Could you set down every record below exactly as it appears?
*** Data shown Section Begins ***
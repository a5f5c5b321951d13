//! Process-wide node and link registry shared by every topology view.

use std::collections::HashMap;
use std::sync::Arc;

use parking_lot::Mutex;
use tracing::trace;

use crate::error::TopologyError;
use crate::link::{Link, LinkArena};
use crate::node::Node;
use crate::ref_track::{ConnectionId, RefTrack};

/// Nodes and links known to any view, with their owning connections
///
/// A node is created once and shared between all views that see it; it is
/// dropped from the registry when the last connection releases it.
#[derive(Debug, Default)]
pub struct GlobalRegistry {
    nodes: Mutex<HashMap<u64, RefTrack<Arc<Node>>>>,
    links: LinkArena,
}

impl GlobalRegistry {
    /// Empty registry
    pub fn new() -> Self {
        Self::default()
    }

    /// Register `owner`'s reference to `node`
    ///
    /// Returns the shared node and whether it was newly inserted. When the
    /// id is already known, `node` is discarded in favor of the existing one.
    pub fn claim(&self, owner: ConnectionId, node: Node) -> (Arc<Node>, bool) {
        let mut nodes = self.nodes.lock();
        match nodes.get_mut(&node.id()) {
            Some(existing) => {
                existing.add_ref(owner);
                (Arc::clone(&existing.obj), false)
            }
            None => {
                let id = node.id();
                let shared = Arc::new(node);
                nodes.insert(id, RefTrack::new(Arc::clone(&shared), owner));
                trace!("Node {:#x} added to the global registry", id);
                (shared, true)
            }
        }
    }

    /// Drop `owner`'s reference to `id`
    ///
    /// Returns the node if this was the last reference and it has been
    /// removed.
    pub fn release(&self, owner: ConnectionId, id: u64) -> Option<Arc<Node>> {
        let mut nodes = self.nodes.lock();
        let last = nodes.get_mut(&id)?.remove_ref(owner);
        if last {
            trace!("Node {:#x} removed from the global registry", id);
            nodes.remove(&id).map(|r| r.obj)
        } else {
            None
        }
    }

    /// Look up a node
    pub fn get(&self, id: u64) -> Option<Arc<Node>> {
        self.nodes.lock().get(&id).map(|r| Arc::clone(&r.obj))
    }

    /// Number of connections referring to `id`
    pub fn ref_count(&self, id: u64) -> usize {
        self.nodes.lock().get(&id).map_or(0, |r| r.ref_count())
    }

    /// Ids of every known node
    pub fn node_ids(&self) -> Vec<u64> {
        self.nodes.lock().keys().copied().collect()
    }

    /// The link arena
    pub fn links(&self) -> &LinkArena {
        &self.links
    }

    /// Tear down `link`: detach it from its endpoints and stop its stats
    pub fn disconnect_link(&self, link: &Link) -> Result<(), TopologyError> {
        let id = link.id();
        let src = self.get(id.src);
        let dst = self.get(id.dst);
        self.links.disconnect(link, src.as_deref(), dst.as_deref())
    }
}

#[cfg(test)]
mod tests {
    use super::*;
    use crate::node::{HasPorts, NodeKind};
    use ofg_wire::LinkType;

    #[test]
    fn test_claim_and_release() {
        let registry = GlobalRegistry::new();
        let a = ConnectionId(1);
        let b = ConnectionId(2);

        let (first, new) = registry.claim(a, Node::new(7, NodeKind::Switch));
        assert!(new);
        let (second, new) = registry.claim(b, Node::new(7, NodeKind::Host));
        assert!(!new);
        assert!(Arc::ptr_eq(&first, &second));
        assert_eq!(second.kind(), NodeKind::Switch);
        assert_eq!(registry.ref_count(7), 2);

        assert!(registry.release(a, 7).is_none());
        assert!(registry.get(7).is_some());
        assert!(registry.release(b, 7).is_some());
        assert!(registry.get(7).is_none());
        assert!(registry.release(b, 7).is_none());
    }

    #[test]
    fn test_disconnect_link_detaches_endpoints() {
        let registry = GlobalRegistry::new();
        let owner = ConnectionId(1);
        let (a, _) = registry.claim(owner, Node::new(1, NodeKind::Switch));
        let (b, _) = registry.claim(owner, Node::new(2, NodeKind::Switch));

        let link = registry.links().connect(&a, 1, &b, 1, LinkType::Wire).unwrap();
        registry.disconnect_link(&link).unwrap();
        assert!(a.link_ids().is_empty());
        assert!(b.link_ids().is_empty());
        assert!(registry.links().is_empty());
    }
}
*** Data shown Section Ends ***
Response area:
repository a5f5c5b321951d13
//! Process-wide node and link registry shared by every topology view.

use std::collections::HashMap;
use std::sync::Arc;

use parking_lot::Mutex;
use tracing::trace;

use crate::error::TopologyError;
use crate::link::{Link, LinkArena};
use crate::node::Node;
use crate::ref_track::{ConnectionId, RefTrack};

/// Nodes and links known to any view, with their owning connections
///
/// A node is created once and shared between all views that see it; it is
/// dropped from the registry when the last connection releases it.
#[derive(Debug, Default)]
pub struct GlobalRegistry {
    nodes: Mutex<HashMap<u64, RefTrack<Arc<Node>>>>,
    links: LinkArena,
}

impl GlobalRegistry {
    /// Empty registry
    pub fn new() -> Self {
        Self::default()
    }

    /// Register `owner`'s reference to `node`
    ///
    /// Returns the shared node and whether it was newly inserted. When the
    /// id is already known, `node` is discarded in favor of the existing one.
    pub fn claim(&self, owner: ConnectionId, node: Node) -> (Arc<Node>, bool) {
        let mut nodes = self.nodes.lock();
        match nodes.get_mut(&node.id()) {
            Some(existing) => {
                existing.add_ref(owner);
                (Arc::clone(&existing.obj), false)
            }
            None => {
                let id = node.id();
                let shared = Arc::new(node);
                nodes.insert(id, RefTrack::new(Arc::clone(&shared), owner));
                trace!("Node {:#x} added to the global registry", id);
                (shared, true)
            }
        }
    }

    /// Drop `owner`'s reference to `id`
    ///
    /// Returns the node if this was the last reference and it has been
    /// removed.
    pub fn release(&self, owner: ConnectionId, id: u64) -> Option<Arc<Node>> {
        let mut nodes = self.nodes.lock();
        let last = nodes.get_mut(&id)?.remove_ref(owner);
        if last {
            trace!("Node {:#x} removed from the global registry", id);
            nodes.remove(&id).map(|r| r.obj)
        } else {
            None
        }
    }

    /// Look up a node
    pub fn get(&self, id: u64) -> Option<Arc<Node>> {
        self.nodes.lock().get(&id).map(|r| Arc::clone(&r.obj))
    }

    /// Number of connections referring to `id`
    pub fn ref_count(&self, id: u64) -> usize {
        self.nodes.lock().get(&id).map_or(0, |r| r.ref_count())
    }

    /// Ids of every known node
    pub fn node_ids(&self) -> Vec<u64> {
        self.nodes.lock().keys().copied().collect()
    }

    /// The link arena
    pub fn links(&self) -> &LinkArena {
        &self.links
    }

    /// Tear down `link`: detach it from its endpoints and stop its stats
    pub fn disconnect_link(&self, link: &Link) -> Result<(), TopologyError> {
        let id = link.id();
        let src = self.get(id.src);
        let dst = self.get(id.dst);
        self.links.disconnect(link, src.as_deref(), dst.as_deref())
    }
}

#[cfg(test)]
mod tests {
    use super::*;
    use crate::node::{HasPorts, NodeKind};
    use ofg_wire::LinkType;

    #[test]
    fn test_claim_and_release() {
        let registry = GlobalRegistry::new();
        let a = ConnectionId(1);
        let b = ConnectionId(2);

        let (first, new) = registry.claim(a, Node::new(7, NodeKind::Switch));
        assert!(new);
        let (second, new) = registry.claim(b, Node::new(7, NodeKind::Host));
        assert!(!new);
        assert!(Arc::ptr_eq(&first, &second));
        assert_eq!(second.kind(), NodeKind::Switch);
        assert_eq!(registry.ref_count(7), 2);

        assert!(registry.release(a, 7).is_none());
        assert!(registry.get(7).is_some());
        assert!(registry.release(b, 7).is_some());
        assert!(registry.get(7).is_none());
        assert!(registry.release(b, 7).is_none());
    }

    #[test]
    fn test_disconnect_link_detaches_endpoints() {
        let registry = GlobalRegistry::new();
        let owner = ConnectionId(1);
        let (a, _) = registry.claim(owner, Node::new(1, NodeKind::Switch));
        let (b, _) = registry.claim(owner, Node::new(2, NodeKind::Switch));

        let link = registry.links().connect(&a, 1, &b, 1, LinkType::Wire).unwrap();
        registry.disconnect_link(&link).unwrap();
        assert!(a.link_ids().is_empty());
        assert!(b.link_ids().is_empty());
        assert!(registry.links().is_empty());
    }
}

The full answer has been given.